The numbers tell a stark tale. Production growth is crawling at less than 1 percent a year. At the same time, demand is accelerating. Analysts from ICSG, Reuters, Morgan Stanley, and others foresee deficits in refined copper ranging from 150,000 to 600,000 tons annually in the near term. Without massive new investment and recycling ramps,Bloomberg warns, cumulative gaps will reach millions of tonnes by mid-century. Inventories on exchanges like the LME look ample on paper, but for long-term industrial buyers focused on security of supply, those are irrelevant. Physical tightness is what matters.
Copper stands on the brink of a “supply cliff”—a structural, not cyclical, shift. The world needs six giant tier-one mines to come online every year through 2050 just to keep up with baseline needs, let alone the demandfrom electrification, data centers, and grids. That’s not going to happen.

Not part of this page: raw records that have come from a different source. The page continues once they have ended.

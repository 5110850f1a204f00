//! Tabular projections handed to renderers

use crate::matcher::{KeyOrigin, MatchResult};
use crate::table::UnifiedTable;
use serde::Serialize;

/// Named columns plus rows of optional text
#[derive(Debug, Clone, PartialEq, Eq, Serialize)]
pub struct DisplayTable {
    pub columns: Vec<String>,
    pub rows: Vec<Vec<Option<String>>>,
}

impl DisplayTable {
    /// Data columns in unified order, then the origin column last.
    /// The canonical key is not shown.
    pub fn from_matches(result: &MatchResult<'_>) -> Self {
        let table = result.table;
        let columns = data_columns_with_origin(table);

        let rows = result
            .rows
            .iter()
            .map(|row| {
                let mut values = row.record.values().to_vec();
                values.push(Some(row.origin().to_string()));
                values
            })
            .collect();

        Self { columns, rows }
    }

    /// Key and origin columns of the no-match diagnostic
    pub fn from_candidates(table: &UnifiedTable, candidates: &[KeyOrigin]) -> Self {
        Self {
            columns: vec![
                table.key_label().to_string(),
                table.origin_label().to_string(),
            ],
            rows: candidates
                .iter()
                .map(|c| vec![Some(c.key.clone()), Some(c.origin.clone())])
                .collect(),
        }
    }

    pub fn len(&self) -> usize {
        self.rows.len()
    }

    pub fn is_empty(&self) -> bool {
        self.rows.is_empty()
    }
}

fn data_columns_with_origin(table: &UnifiedTable) -> Vec<String> {
    table
        .column_names()
        .into_iter()
        .map(str::to_string)
        .chain(std::iter::once(table.origin_label().to_string()))
        .collect()
}
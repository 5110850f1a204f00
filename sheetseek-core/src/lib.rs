//! sheetseek-core: unify workbook sheets and search them by a normalized identifier
//!
//! Every sheet of a workbook is stacked into one [`UnifiedTable`] tagged with
//! the sheet each row came from. A chosen column (typically a CNPJ) is reduced
//! to its digits and searched by substring, so `79.759.890/0001-06`,
//! `79759890000106` and `0001-06` all find the same record.

pub mod config;
pub mod error;
pub mod matcher;
pub mod reader;
pub mod report;
pub mod session;
pub mod table;
pub mod unify;

pub use config::SearchConfig;
pub use error::{Result, SearchError};
pub use matcher::{KeyOrigin, MatchResult, MatchedRow, canonicalize, distinct_keys, find_matches};
pub use reader::RawSheet;
pub use report::DisplayTable;
pub use session::{SearchOutcome, Session};
pub use table::{Record, SheetSummary, Summary, UnifiedTable};
pub use unify::unify;
//! REST client for nyaya-api
//!
//! One method per endpoint. Non-2xx responses are decoded from the
//! `{"error": {"code", "message"}}` body into `ClientError::Api`.

use nyaya_common::models::{
    Case, CaseStatus, CaseUpdate, ErrorBody, HealthResponse, Language, LegalDocument, LegalQuery,
    MessageResponse, NewCase, NewDocument, NewQuery, NewStudent, SeedSummary, Student,
    TextQueryRequest, TextQueryResponse, TranscriptionResponse, TtsRequest, VoiceQueryResponse,
};
use reqwest::multipart::{Form, Part};
use reqwest::{header, RequestBuilder};
use serde::de::DeserializeOwned;
use serde::Serialize;
use std::time::Duration;
use tracing::debug;
use uuid::Uuid;

use crate::error::{ClientError, Result};

const USER_AGENT: &str = concat!("nyaya/", env!("CARGO_PKG_VERSION"));
const REQUEST_TIMEOUT_SECS: u64 = 120;

/// Audio returned by the text-to-speech endpoint
#[derive(Debug, Clone, PartialEq)]
pub struct SpeechAudio {
    pub bytes: Vec<u8>,
    pub content_type: String,
}

impl SpeechAudio {
    /// Media type without parameters such as `; rate=22050`
    fn media_type(&self) -> String {
        self.content_type
            .split(';')
            .next()
            .unwrap_or_default()
            .trim()
            .to_ascii_lowercase()
    }

    pub fn is_wav(&self) -> bool {
        self.extension() == "wav"
    }

    /// File extension used when the audio is saved rather than played
    pub fn extension(&self) -> &'static str {
        match self.media_type().as_str() {
            "audio/wav" | "audio/x-wav" | "audio/wave" => "wav",
            "audio/mpeg" | "audio/mp3" => "mp3",
            "audio/ogg" | "audio/opus" => "ogg",
            "audio/webm" => "webm",
            "audio/flac" | "audio/x-flac" => "flac",
            _ => "bin",
        }
    }
}

/// nyaya-api client
#[derive(Debug, Clone)]
pub struct ApiClient {
    http: reqwest::Client,
    base_url: String,
}

impl ApiClient {
    pub fn new(base_url: impl Into<String>) -> Result<Self> {
        let http = reqwest::Client::builder()
            .user_agent(USER_AGENT)
            .timeout(Duration::from_secs(REQUEST_TIMEOUT_SECS))
            .build()?;

        Ok(Self {
            http,
            base_url: base_url.into().trim_end_matches('/').to_string(),
        })
    }

    pub fn base_url(&self) -> &str {
        &self.base_url
    }

    fn url(&self, path: &str) -> String {
        format!("{}{}", self.base_url, path)
    }

    /// Send and turn non-2xx into `ClientError::Api`
    async fn send(&self, request: RequestBuilder) -> Result<reqwest::Response> {
        let response = request.send().await?;
        let status = response.status();
        debug!("{} {}", status.as_u16(), response.url());

        if status.is_success() {
            return Ok(response);
        }

        let body = response.text().await.unwrap_or_default();
        let message = match serde_json::from_str::<ErrorBody>(&body) {
            Ok(parsed) => parsed.error.message,
            Err(_) if body.trim().is_empty() => status
                .canonical_reason()
                .unwrap_or("Request failed")
                .to_string(),
            Err(_) => body,
        };

        Err(ClientError::Api {
            status: status.as_u16(),
            message,
        })
    }

    async fn get_json<T: DeserializeOwned>(&self, path: &str) -> Result<T> {
        let response = self.send(self.http.get(self.url(path))).await?;
        Ok(response.json().await?)
    }

    async fn post_json<B: Serialize + ?Sized, T: DeserializeOwned>(
        &self,
        path: &str,
        body: &B,
    ) -> Result<T> {
        let response = self.send(self.http.post(self.url(path)).json(body)).await?;
        Ok(response.json().await?)
    }

    async fn delete_json<T: DeserializeOwned>(&self, path: &str) -> Result<T> {
        let response = self.send(self.http.delete(self.url(path))).await?;
        Ok(response.json().await?)
    }

    fn wav_part(wav: Vec<u8>) -> Result<Part> {
        Ok(Part::bytes(wav)
            .file_name("recording.wav")
            .mime_str("audio/wav")?)
    }

    pub async fn health(&self) -> Result<HealthResponse> {
        self.get_json("/api/health").await
    }

    // Queries

    pub async fn submit_query(&self, query: &NewQuery) -> Result<LegalQuery> {
        self.post_json("/api/queries", query).await
    }

    pub async fn text_query(&self, query: &str, language: Language) -> Result<String> {
        let request = TextQueryRequest {
            query: query.to_string(),
            language,
        };
        let response: TextQueryResponse = self.post_json("/api/text-query", &request).await?;
        Ok(response.answer)
    }

    pub async fn get_query(&self, id: Uuid) -> Result<LegalQuery> {
        self.get_json(&format!("/api/queries/{}", id)).await
    }

    pub async fn list_queries(&self, limit: i64) -> Result<Vec<LegalQuery>> {
        self.get_json(&format!("/api/queries?limit={}", limit)).await
    }

    // Voice

    /// Upload a WAV recording; with no language the server detects one
    pub async fn voice_query(
        &self,
        wav: Vec<u8>,
        language: Option<Language>,
    ) -> Result<VoiceQueryResponse> {
        let mut form = Form::new().part("audio_file", Self::wav_part(wav)?);
        if let Some(language) = language {
            form = form.text("language", language.as_str());
        }

        let request = self.http.post(self.url("/api/voice-query")).multipart(form);
        Ok(self.send(request).await?.json().await?)
    }

    pub async fn transcribe(&self, wav: Vec<u8>) -> Result<String> {
        let form = Form::new().part("audio_file", Self::wav_part(wav)?);
        let request = self.http.post(self.url("/api/voice-to-text")).multipart(form);
        let response: TranscriptionResponse = self.send(request).await?.json().await?;
        Ok(response.text)
    }

    pub async fn text_to_speech(&self, text: &str, language: Language) -> Result<SpeechAudio> {
        let request = TtsRequest {
            text: text.to_string(),
            language,
        };
        let response = self
            .send(self.http.post(self.url("/api/text-to-speech")).json(&request))
            .await?;

        let content_type = response
            .headers()
            .get(header::CONTENT_TYPE)
            .and_then(|v| v.to_str().ok())
            .unwrap_or("audio/wav")
            .to_string();
        let bytes = response.bytes().await?.to_vec();

        Ok(SpeechAudio {
            bytes,
            content_type,
        })
    }

    // Documents

    pub async fn generate_document(&self, document: &NewDocument) -> Result<LegalDocument> {
        self.post_json("/api/documents", document).await
    }

    pub async fn get_document(&self, id: Uuid) -> Result<LegalDocument> {
        self.get_json(&format!("/api/documents/{}", id)).await
    }

    // Students

    pub async fn list_students(&self) -> Result<Vec<Student>> {
        self.get_json("/api/students").await
    }

    pub async fn create_student(&self, student: &NewStudent) -> Result<Student> {
        self.post_json("/api/students", student).await
    }

    pub async fn delete_student(&self, id: Uuid) -> Result<MessageResponse> {
        self.delete_json(&format!("/api/students/{}", id)).await
    }

    pub async fn student_cases(&self, id: Uuid) -> Result<Vec<Case>> {
        self.get_json(&format!("/api/students/{}/assigned-cases", id))
            .await
    }

    // Cases

    pub async fn list_cases(&self) -> Result<Vec<Case>> {
        self.get_json("/api/cases").await
    }

    pub async fn create_case(&self, case: &NewCase) -> Result<Case> {
        self.post_json("/api/cases", case).await
    }

    pub async fn update_case(&self, id: Uuid, update: &CaseUpdate) -> Result<Case> {
        let request = self
            .http
            .patch(self.url(&format!("/api/cases/{}", id)))
            .json(update);
        Ok(self.send(request).await?.json().await?)
    }

    pub async fn assign_case(&self, id: Uuid, student_id: Uuid) -> Result<Case> {
        self.update_case(id, &CaseUpdate::assign(student_id)).await
    }

    pub async fn unassign_case(&self, id: Uuid) -> Result<Case> {
        self.update_case(id, &CaseUpdate::unassign()).await
    }

    pub async fn set_case_status(&self, id: Uuid, status: CaseStatus) -> Result<Case> {
        self.update_case(id, &CaseUpdate::status(status)).await
    }

    pub async fn delete_case(&self, id: Uuid) -> Result<MessageResponse> {
        self.delete_json(&format!("/api/cases/{}", id)).await
    }

    pub async fn seed(&self) -> Result<SeedSummary> {
        let response = self.send(self.http.post(self.url("/api/seed"))).await?;
        Ok(response.json().await?)
    }
}
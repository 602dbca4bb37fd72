//! Case administration and assignment

use axum::{extract::State, Json};
use nyaya_common::db;
use nyaya_common::models::{Case, CaseUpdate, MessageResponse, NewCase};
use tracing::info;
use uuid::Uuid;

use super::require_text;
use crate::extract::{ApiJson, ApiPath};
use crate::{ApiResult, AppState};

/// POST /api/cases
pub async fn create_case(
    State(state): State<AppState>,
    ApiJson(input): ApiJson<NewCase>,
) -> ApiResult<Json<Case>> {
    require_text("title", &input.title)?;
    require_text("description", &input.description)?;
    require_text("category", &input.category)?;

    let case = NewCase {
        title: input.title.trim().to_string(),
        description: input.description.trim().to_string(),
        category: input.category.trim().to_string(),
    }
    .into_case();

    db::insert_case(&state.db, &case).await?;
    info!("✓ Case created: {}", case.id);

    Ok(Json(case))
}

/// GET /api/cases
pub async fn list_cases(State(state): State<AppState>) -> ApiResult<Json<Vec<Case>>> {
    Ok(Json(db::list_cases(&state.db).await?))
}

/// GET /api/cases/:id
pub async fn get_case(
    State(state): State<AppState>,
    ApiPath(id): ApiPath<Uuid>,
) -> ApiResult<Json<Case>> {
    Ok(Json(db::get_case(&state.db, id).await?))
}

/// PATCH|PUT /api/cases/:id
pub async fn update_case(
    State(state): State<AppState>,
    ApiPath(id): ApiPath<Uuid>,
    ApiJson(update): ApiJson<CaseUpdate>,
) -> ApiResult<Json<Case>> {
    let case = db::update_case(&state.db, id, update).await?;
    info!("✓ Case updated: {} ({})", case.id, case.status);

    Ok(Json(case))
}

/// DELETE /api/cases/:id
pub async fn delete_case(
    State(state): State<AppState>,
    ApiPath(id): ApiPath<Uuid>,
) -> ApiResult<Json<MessageResponse>> {
    db::delete_case(&state.db, id).await?;
    info!("✓ Case deleted: {}", id);

    Ok(Json(MessageResponse::new("Case deleted successfully")))
}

Recycling helps—it adds perhaps 4 million tons annually—but it’s nowhere near enough, and much of the historical stock would require dismantling entire infrastructures to access. Without unforeseen breakthroughs, catching up to demand in the next decade is mathematically near-zero.
This isn’t temporary hype. Copper prices have already hit unprecedented levels, reflecting genuine supply fears rather than froth. Retail interest is picking up—FOMO is creeping in—but institutions drove the early moves. Equities in the sector are rotating higher as leverage to the metal becomes apparent. Miners with scale, low costs, and de-risked projects stand to capture outsized gains.
The broader implications are profound. Copper isn’t just wiring; it’s foundational to modern civilization. Shortages threaten economic stability, energy security, AI ambitions, even national defense. Trump has upped the US defence budget by 50 percent. Other countries are following suit. Munitions, drones, 6G networks—all are copper-intensive. And this global rearmament competes directly with civilian needs.
Two years ago, copper was about $3.80 a pound. A year ago it was around $4.50. As I write this, it’s approaching $6. The dollar, burdened by debt and printed promises, will continue its slide against hard assets like gold, silver, and copper. Prices could easily spike in the coming years. We’ve entered an era where physical reality trumps paper illusions.
The mining business is miserable when supply is abundant and prices languish. But when the world really needs what you have—and can’t get it elsewhere—the rewards can be life-changing. Copper is at that inflection point. The cycle is young, the supply and demand forces are real, and the upside is enormous.
I’ve built my career betting on these kinds of shifts. As always, the timeline is uncertain but the direction is unmistakable. If you buy into the right mining projects and prepare for the volatility of tariffs, geopolitics, and other unexpected disruptions, I believe you’ll be handsomely rewarded. The copper supercycle isn’t just coming—it’s here.